What needs to be done. State, as a bare number, how many lines below contain "Granularity".

Dataset entries:
================================
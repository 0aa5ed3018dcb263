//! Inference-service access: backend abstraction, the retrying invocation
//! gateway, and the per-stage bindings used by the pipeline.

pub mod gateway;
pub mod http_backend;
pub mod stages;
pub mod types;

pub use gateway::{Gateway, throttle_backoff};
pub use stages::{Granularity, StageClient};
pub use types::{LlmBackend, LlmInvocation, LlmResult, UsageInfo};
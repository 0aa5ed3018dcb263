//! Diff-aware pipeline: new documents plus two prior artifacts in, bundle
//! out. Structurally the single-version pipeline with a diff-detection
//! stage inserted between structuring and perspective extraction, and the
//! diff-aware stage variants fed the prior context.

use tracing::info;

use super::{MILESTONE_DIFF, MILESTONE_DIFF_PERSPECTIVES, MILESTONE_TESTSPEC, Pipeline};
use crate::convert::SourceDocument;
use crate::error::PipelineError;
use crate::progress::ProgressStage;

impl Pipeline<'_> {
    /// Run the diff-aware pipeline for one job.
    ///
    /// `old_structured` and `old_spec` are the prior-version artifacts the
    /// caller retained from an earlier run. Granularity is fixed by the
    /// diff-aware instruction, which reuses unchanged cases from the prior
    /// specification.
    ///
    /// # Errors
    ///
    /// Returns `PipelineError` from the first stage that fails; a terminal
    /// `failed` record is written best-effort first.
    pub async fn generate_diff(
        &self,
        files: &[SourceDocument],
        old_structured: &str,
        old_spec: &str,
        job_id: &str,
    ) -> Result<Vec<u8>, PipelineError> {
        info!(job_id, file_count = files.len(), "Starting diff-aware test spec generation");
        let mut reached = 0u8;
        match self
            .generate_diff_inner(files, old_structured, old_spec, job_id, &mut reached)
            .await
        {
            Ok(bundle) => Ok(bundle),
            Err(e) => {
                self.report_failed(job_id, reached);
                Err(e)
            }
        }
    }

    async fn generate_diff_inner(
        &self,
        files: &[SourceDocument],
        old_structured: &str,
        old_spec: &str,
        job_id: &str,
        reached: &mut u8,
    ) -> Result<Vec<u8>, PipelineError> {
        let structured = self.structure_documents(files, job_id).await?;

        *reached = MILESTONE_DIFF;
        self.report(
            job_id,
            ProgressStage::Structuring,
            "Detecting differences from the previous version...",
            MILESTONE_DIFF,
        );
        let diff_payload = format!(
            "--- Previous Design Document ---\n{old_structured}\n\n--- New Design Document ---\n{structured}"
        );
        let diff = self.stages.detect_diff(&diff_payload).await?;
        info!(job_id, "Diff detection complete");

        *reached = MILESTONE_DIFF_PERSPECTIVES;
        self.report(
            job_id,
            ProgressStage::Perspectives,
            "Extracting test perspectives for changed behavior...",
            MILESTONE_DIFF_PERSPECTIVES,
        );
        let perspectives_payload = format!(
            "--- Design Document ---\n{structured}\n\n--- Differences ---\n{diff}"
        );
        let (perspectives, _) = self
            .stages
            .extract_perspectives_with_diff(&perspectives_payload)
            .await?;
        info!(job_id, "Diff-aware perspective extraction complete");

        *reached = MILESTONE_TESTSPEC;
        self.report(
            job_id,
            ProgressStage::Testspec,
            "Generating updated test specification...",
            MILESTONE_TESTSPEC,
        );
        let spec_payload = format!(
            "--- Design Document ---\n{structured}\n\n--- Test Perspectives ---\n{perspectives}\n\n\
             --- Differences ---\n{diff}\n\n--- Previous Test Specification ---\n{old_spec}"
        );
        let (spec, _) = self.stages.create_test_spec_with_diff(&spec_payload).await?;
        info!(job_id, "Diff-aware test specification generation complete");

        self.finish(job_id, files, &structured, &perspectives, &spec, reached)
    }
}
================================
Result of the task. 2